■ Problem statement
Work out the number of lines with the word "stored" in the material below, then reply with that number only.

■ Recorded information
=== Section Start ===

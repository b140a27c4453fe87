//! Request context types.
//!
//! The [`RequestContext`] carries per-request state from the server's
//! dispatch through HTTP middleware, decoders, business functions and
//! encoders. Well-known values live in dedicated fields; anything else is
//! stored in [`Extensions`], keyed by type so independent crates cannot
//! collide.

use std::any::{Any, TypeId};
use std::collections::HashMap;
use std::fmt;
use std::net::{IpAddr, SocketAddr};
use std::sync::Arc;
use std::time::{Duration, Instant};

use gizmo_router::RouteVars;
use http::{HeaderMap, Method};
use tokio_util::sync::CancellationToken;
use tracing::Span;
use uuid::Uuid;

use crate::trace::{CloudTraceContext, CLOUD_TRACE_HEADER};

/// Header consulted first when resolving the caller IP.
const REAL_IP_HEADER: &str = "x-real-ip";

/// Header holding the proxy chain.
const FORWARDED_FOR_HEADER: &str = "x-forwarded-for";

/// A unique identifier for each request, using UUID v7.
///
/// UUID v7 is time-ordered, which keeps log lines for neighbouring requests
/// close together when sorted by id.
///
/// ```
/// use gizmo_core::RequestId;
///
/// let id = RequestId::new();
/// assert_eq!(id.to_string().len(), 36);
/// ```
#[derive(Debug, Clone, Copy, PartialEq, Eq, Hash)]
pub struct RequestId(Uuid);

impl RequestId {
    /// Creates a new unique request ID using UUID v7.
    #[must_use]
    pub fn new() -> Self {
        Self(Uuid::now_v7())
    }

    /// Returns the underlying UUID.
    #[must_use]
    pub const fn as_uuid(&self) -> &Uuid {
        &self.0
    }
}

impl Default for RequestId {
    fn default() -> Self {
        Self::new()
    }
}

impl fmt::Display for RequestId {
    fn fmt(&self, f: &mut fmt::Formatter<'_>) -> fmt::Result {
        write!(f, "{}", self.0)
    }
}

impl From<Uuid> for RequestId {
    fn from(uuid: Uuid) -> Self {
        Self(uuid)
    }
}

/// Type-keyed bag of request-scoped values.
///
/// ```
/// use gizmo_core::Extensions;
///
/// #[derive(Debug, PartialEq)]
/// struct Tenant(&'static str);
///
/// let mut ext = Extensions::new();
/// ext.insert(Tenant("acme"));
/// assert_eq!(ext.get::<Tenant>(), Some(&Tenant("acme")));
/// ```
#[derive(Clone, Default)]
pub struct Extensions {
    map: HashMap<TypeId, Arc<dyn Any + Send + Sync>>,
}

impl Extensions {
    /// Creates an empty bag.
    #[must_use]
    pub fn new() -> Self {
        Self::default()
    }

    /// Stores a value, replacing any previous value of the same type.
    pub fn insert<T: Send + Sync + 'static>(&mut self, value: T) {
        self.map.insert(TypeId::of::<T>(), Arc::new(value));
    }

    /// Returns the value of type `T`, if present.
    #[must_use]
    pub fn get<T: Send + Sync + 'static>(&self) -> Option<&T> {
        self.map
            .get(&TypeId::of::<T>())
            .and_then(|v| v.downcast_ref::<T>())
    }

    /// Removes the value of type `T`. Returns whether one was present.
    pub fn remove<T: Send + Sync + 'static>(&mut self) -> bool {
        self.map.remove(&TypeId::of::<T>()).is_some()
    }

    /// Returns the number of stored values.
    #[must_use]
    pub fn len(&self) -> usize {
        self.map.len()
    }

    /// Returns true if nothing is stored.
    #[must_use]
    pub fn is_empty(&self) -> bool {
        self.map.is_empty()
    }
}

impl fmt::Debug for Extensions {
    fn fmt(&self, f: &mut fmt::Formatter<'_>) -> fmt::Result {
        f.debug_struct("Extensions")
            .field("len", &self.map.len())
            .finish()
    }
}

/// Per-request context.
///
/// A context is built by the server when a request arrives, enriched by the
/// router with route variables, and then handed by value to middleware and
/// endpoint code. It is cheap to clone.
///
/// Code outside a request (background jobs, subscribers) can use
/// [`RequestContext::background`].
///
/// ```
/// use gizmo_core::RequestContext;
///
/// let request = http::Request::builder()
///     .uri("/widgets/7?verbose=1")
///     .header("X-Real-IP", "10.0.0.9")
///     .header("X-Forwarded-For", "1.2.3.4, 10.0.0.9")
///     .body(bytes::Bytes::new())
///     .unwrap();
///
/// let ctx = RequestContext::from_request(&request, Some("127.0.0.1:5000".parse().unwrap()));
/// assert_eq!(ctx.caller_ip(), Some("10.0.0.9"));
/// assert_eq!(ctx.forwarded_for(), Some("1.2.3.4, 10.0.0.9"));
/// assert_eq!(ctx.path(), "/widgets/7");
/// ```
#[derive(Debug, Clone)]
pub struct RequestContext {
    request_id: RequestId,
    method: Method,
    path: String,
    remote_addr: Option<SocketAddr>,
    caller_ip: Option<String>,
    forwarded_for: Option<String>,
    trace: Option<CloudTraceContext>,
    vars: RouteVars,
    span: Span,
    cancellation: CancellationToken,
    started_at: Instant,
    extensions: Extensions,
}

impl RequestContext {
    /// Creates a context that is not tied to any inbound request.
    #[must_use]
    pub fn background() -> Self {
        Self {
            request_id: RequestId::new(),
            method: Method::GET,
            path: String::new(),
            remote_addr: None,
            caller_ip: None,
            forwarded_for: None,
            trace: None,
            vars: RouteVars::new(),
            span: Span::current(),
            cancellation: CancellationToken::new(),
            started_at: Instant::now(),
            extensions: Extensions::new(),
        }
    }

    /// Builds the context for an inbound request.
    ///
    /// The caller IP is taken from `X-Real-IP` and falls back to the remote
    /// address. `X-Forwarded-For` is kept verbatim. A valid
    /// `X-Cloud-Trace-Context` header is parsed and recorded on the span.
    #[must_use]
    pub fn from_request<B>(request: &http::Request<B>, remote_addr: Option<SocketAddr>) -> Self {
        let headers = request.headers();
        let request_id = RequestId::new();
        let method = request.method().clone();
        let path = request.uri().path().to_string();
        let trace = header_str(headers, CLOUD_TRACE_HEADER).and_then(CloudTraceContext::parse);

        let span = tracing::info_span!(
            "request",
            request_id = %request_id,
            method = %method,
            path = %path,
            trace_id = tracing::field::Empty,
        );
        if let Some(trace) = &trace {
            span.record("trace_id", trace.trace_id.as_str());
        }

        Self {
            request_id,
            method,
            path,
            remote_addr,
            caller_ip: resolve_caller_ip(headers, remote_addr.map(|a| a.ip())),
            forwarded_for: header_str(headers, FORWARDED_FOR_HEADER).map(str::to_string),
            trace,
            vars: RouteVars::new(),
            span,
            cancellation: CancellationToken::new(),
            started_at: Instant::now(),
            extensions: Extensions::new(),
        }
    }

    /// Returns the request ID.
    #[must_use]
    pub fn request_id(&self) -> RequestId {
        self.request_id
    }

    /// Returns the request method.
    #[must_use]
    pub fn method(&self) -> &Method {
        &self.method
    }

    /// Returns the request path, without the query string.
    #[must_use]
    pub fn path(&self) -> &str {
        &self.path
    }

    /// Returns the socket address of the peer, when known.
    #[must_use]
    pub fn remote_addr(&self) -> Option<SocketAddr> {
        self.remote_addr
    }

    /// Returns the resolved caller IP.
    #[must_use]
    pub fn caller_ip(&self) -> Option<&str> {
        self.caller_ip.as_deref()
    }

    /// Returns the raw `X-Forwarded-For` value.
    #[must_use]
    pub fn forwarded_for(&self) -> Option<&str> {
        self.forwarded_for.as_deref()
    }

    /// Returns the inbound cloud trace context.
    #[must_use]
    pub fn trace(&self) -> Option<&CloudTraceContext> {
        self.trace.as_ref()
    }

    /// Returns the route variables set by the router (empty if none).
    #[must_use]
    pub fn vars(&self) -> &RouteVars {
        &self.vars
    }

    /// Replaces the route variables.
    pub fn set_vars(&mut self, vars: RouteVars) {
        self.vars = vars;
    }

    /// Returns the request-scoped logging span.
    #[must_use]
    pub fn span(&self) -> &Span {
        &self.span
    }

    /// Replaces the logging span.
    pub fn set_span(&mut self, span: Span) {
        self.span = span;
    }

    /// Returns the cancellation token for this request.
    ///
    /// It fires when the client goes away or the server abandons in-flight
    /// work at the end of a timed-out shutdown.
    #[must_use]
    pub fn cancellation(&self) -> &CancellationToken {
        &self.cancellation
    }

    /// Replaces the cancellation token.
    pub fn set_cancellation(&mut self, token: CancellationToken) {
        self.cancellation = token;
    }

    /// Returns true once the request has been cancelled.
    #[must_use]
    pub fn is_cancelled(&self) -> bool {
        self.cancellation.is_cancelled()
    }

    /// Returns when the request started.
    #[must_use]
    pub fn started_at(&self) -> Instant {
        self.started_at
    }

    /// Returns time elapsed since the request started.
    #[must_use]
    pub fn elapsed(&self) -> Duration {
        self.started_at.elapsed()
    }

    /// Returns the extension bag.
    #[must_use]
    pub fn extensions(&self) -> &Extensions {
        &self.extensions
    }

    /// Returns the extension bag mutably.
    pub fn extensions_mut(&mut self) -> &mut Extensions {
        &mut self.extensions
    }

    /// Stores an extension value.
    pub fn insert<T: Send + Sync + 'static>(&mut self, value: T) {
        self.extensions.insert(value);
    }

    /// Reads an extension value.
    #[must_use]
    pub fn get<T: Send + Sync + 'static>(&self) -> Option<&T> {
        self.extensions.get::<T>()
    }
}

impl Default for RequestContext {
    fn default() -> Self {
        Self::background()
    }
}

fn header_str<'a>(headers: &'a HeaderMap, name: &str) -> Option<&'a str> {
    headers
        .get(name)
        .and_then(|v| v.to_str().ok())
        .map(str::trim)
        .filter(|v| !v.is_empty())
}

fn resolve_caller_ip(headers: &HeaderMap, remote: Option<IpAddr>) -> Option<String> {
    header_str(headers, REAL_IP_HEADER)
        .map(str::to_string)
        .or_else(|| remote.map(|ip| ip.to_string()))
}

=== Section End ===

■ Problem solution
3